The lungs are the organs most affected by COVID-19 because the virus accesses host cells via the enzyme angiotensin-converting enzyme 2 (ACE2), which is most abundant in type II alveolar cells of the lungs. The virus uses a special surface spike to connect to ACE2 and enters the host cell.

The virus can cause acute myocardial injury and chronic damage to the cardiac system. Acute cardiac injury was found in 12% of infected people admitted to hospitals. Rates of cardiovascular symptoms are high, owing to the systemic inflammatory response and immune system disorders during disease progression, but acute myocardial injury may also be related to ACE2 receptors in the heart.

Additionally, people with COVID-19 and acute respiratory distress syndrome (ARDS) have classical serum biomarkers of CRS including elevated C-reactive protein (CRP), lactate dehydrogenase (LDH), D-dimer, and ferritin.

Interestingly, it has been discovered that the virus protein sticks to heme, displaces oxygen, releases iron, free iron leads to toxicity, and causes inflammation of the Alveoli and lung disease. Iron also is converted to Porphyrin and this disrupts heme function furthering the hypoxia and insult to the lungs.

Many discussions in current literature regarding ACE2 and ARB medications for the treatment of hypertension, Also, these medications have been used in diabetic Type 2 patients. The argument is that these medications increase the ACE receptors in the body (ACE receptors is the entry door for the virus); increasing ACE receptors may worsen the severity of COVID infection.

Obesity is closely linked to all the above. Obesity is a significant cause of hypertension, diabetes type 2, kidney disease, and cardiac disease. Many obese patients are on ACE medications and ARBs. Obesity is closely associated and a cause for obstructive sleep apnea (OSA).
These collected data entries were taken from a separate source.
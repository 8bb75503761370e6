// Copyright (c) 2025-2026 Adrian Robinson. Licensed under the AGPL-3.0.
// See LICENSE file in the project root for full license text.

//! Sync engine.
//!
//! The [`SyncEngine`] ties the local replica, the mutation outbox, the
//! remote API and the connectivity signal together:
//!
//! - reads go remote first and fall back to the replica ([`load`])
//! - writes are applied to the replica, then confirmed remotely or queued
//!   in the outbox ([`mutate`])
//! - the outbox is replayed in FIFO order when connectivity returns
//!   ([`drain`])
//!
//! # States
//!
//! ```text
//! Idle → Loading → Idle
//! Idle → Syncing → Idle
//!          ↓
//!        Error   (no cached data, session expired)
//! ```
//!
//! # Example
//!
//! ```rust,no_run
//! use std::sync::Arc;
//! use leads_sync::{ConnectivityMonitor, HttpLeadsApi, InMemoryStore, SyncEngine, EngineState};
//!
//! # #[tokio::main]
//! # async fn main() {
//! let monitor = ConnectivityMonitor::new(true);
//! let store = Arc::new(InMemoryStore::new());
//! let api = HttpLeadsApi::new("https://crm.example.com/api", std::time::Duration::from_secs(15))
//!     .unwrap()
//!     .with_token("session-token");
//! let engine = SyncEngine::with_store(store, Arc::new(api), monitor.handle());
//!
//! assert_eq!(engine.state(), EngineState::Idle);
//! let outcome = engine.load_leads().await;
//! # let _ = outcome;
//! # }
//! ```

mod drain;
mod load;
mod mutate;
pub mod reconcile;
mod types;
mod writes;

pub use types::{
    DrainHalt, DrainOutcome, DrainReport, EngineState, LoadOutcome, LoadSource,
    MutationOutcome, OutboxStats, RemoteFailure, SkipReason, SyncError,
};

use std::collections::BTreeSet;
use std::sync::atomic::{AtomicBool, Ordering};
use std::sync::Arc;

use tokio::sync::watch;
use tracing::{debug, info};

use crate::config::SyncConfig;
use crate::connectivity::Connectivity;
use crate::outbox::{Outbox, OutboxEntry};
use crate::remote::{HttpLeadsApi, LeadsApi};
use crate::replica::LocalReplica;
use crate::storage::sql::SqliteStore;
use crate::storage::traits::{OutboxStore, ReplicaStore};

/// The sync engine: owns the replica and outbox and talks to the server.
pub struct SyncEngine {
    replica: LocalReplica,
    outbox: Outbox,
    api: Arc<dyn LeadsApi>,
    connectivity: Connectivity,

    state: watch::Sender<EngineState>,
    state_rx: watch::Receiver<EngineState>,

    /// Single-flight flag for the outbox drain
    draining: AtomicBool,

    /// Writes to replay over list fetches that were already in flight
    local_writes: writes::LocalWrites,
}

impl SyncEngine {
    /// Create an engine over separate replica and outbox stores.
    pub fn new(
        replica_store: Arc<dyn ReplicaStore>,
        outbox_store: Arc<dyn OutboxStore>,
        api: Arc<dyn LeadsApi>,
        connectivity: Connectivity,
    ) -> Self {
        let (state, state_rx) = watch::channel(EngineState::Idle);
        Self {
            replica: LocalReplica::new(replica_store),
            outbox: Outbox::new(outbox_store),
            api,
            connectivity,
            state,
            state_rx,
            draining: AtomicBool::new(false),
            local_writes: writes::LocalWrites::default(),
        }
    }

    /// Create an engine over one store that keeps both the replica and the
    /// outbox.
    pub fn with_store<S>(store: Arc<S>, api: Arc<dyn LeadsApi>, connectivity: Connectivity) -> Self
    where
        S: ReplicaStore + OutboxStore + 'static,
    {
        Self::new(store.clone(), store, api, connectivity)
    }

    /// Open the SQLite store and HTTP client named by `config`.
    ///
    /// The HTTP client is returned alongside the engine so the host can
    /// install and rotate the session token.
    pub async fn open(
        config: &SyncConfig,
        connectivity: Connectivity,
    ) -> Result<(Self, Arc<HttpLeadsApi>), SyncError> {
        config.validate().map_err(|e| SyncError::Config(e.to_string()))?;

        let store = Arc::new(SqliteStore::connect(&config.store_url).await?);
        let api = Arc::new(
            HttpLeadsApi::new(&config.api_base_url, config.request_timeout())
                .map_err(|e| SyncError::Config(e.to_string()))?,
        );

        info!(
            api = %config.api_base_url,
            store = %config.store_url,
            online = connectivity.is_online(),
            "Sync engine opened"
        );
        let engine = Self::with_store(store, api.clone(), connectivity);
        Ok((engine, api))
    }

    // ═══════════════════════════════════════════════════════════════════════════
    // State & Introspection
    // ═══════════════════════════════════════════════════════════════════════════

    #[must_use]
    pub fn state(&self) -> EngineState {
        *self.state_rx.borrow()
    }

    #[must_use]
    pub fn state_receiver(&self) -> watch::Receiver<EngineState> {
        self.state_rx.clone()
    }

    #[must_use]
    pub fn is_online(&self) -> bool {
        self.connectivity.is_online()
    }

    #[must_use]
    pub fn is_draining(&self) -> bool {
        self.draining.load(Ordering::Acquire)
    }

    pub(crate) fn set_state(&self, next: EngineState) {
        let prev = self.state.send_replace(next);
        if prev != next {
            debug!(from = %prev, to = %next, "Engine state changed");
        }
    }

    /// Pending outbox entries, oldest first.
    pub async fn outbox_items(&self) -> Result<Vec<OutboxEntry>, SyncError> {
        Ok(self.outbox.list_pending().await?)
    }

    pub async fn outbox_count(&self) -> Result<u64, SyncError> {
        Ok(self.outbox.count().await?)
    }

    /// Ids of leads that still have unsynced mutations.
    pub async fn pending_lead_ids(&self) -> Result<BTreeSet<String>, SyncError> {
        let pending = self.outbox.list_pending().await?;
        Ok(reconcile::pending_lead_ids(&pending))
    }

    /// Discard every queued mutation. Returns how many were dropped.
    pub async fn clear_outbox(&self) -> Result<u64, SyncError> {
        Ok(self.outbox.clear().await?)
    }

    /// Epoch millis of the last successful remote read.
    pub async fn last_sync_at(&self) -> Result<Option<i64>, SyncError> {
        Ok(self.replica.last_sync_at().await?)
    }

    pub async fn outbox_stats(&self) -> Result<OutboxStats, SyncError> {
        Ok(OutboxStats {
            pending: self.outbox.count().await?,
            total_enqueued: self.outbox.total_enqueued(),
            total_replayed: self.outbox.total_replayed(),
            draining: self.is_draining(),
            online: self.is_online(),
        })
    }
}

#[cfg(test)]
pub(crate) mod test_support {
    //! In-crate fake of the remote API for engine and projection tests.

    use std::collections::{HashMap, VecDeque};

    use async_trait::async_trait;
    use parking_lot::Mutex;
    use serde_json::{json, Value};

    use crate::lead::LeadStatus;
    use crate::remote::{ApiError, LeadsApi};

    #[derive(Debug, Clone, PartialEq, Eq)]
    pub enum Call {
        List,
        Patch(String, LeadStatus),
        Delete(String),
    }

    /// Server double: a map of leads plus a queue of scripted failures.
    #[derive(Default)]
    pub struct FakeApi {
        pub leads: Mutex<Vec<Value>>,
        pub calls: Mutex<Vec<Call>>,
        pub failures: Mutex<VecDeque<ApiError>>,
        pub patch_overrides: Mutex<HashMap<String, Value>>,
    }

    impl FakeApi {
        pub fn with_leads(ids: &[&str]) -> Self {
            let fake = Self::default();
            *fake.leads.lock() = ids
                .iter()
                .map(|id| json!({"id": id, "name": format!("Lead {id}"), "status": "new"}))
                .collect();
            fake
        }

        pub fn fail_next(&self, err: ApiError) {
            self.failures.lock().push_back(err);
        }

        pub fn calls(&self) -> Vec<Call> {
            self.calls.lock().clone()
        }

        pub fn status_of(&self, id: &str) -> Option<String> {
            self.leads
                .lock()
                .iter()
                .find(|l| l["id"] == id)
                .and_then(|l| l["status"].as_str().map(str::to_string))
        }

        fn next_failure(&self) -> Result<(), ApiError> {
            match self.failures.lock().pop_front() {
                Some(err) => Err(err),
                None => Ok(()),
            }
        }
    }

    #[async_trait]
    impl LeadsApi for FakeApi {
        async fn list_leads(&self) -> Result<Vec<Value>, ApiError> {
            self.calls.lock().push(Call::List);
            self.next_failure()?;
            Ok(self.leads.lock().clone())
        }

        async fn patch_status(&self, id: &str, status: LeadStatus) -> Result<Value, ApiError> {
            self.calls.lock().push(Call::Patch(id.to_string(), status));
            self.next_failure()?;
            if let Some(body) = self.patch_overrides.lock().get(id) {
                return Ok(body.clone());
            }
            let mut leads = self.leads.lock();
            let lead = leads
                .iter_mut()
                .find(|l| l["id"] == id)
                .ok_or_else(|| ApiError::from_status(404, "lead not found"))?;
            lead["status"] = json!(status.as_str());
            Ok(json!({"lead": lead.clone()}))
        }

        async fn delete_lead(&self, id: &str) -> Result<(), ApiError> {
            self.calls.lock().push(Call::Delete(id.to_string()));
            self.next_failure()?;
            self.leads.lock().retain(|l| l["id"] != id);
            Ok(())
        }
    }
}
OSA decreases lung capacity; decrease lung capacity becomes very serious in a patient with COVID-19 infection, due to difficult ventilation and a significant decrease in lung reserve and the ability to fight the virus.

Many obese patients suffer from asthma and on steroids; studies show that steroids worsen COVID-19 infection. Also, asthma makes respiratory caring for COVID-19 patients a challenge. Obesity is the most common cause of significant complications from COVID-19 in patients under 60 years of age.

About 78% of patients admitted to the ICU with COVID-19 infections, between February 12th to March 28th, reported having one or more of the following conditions.

1. Hypertension, HTN

2. Diabetes, DM2

3. Chronic Lung Disease, OSA, COPD

4. Cardiovascular disease

All of the above are closely linked to obesity.

Once again, obesity becomes a significant health issue, linked to so many serious diseases and infections. It is time to take obesity seriously and treat aggressively, we only offer surgical treatment to 1% of patients who are candidates for surgical treatment. This number should shame us as health care professionals, we are required to do more, educate more, and cure more.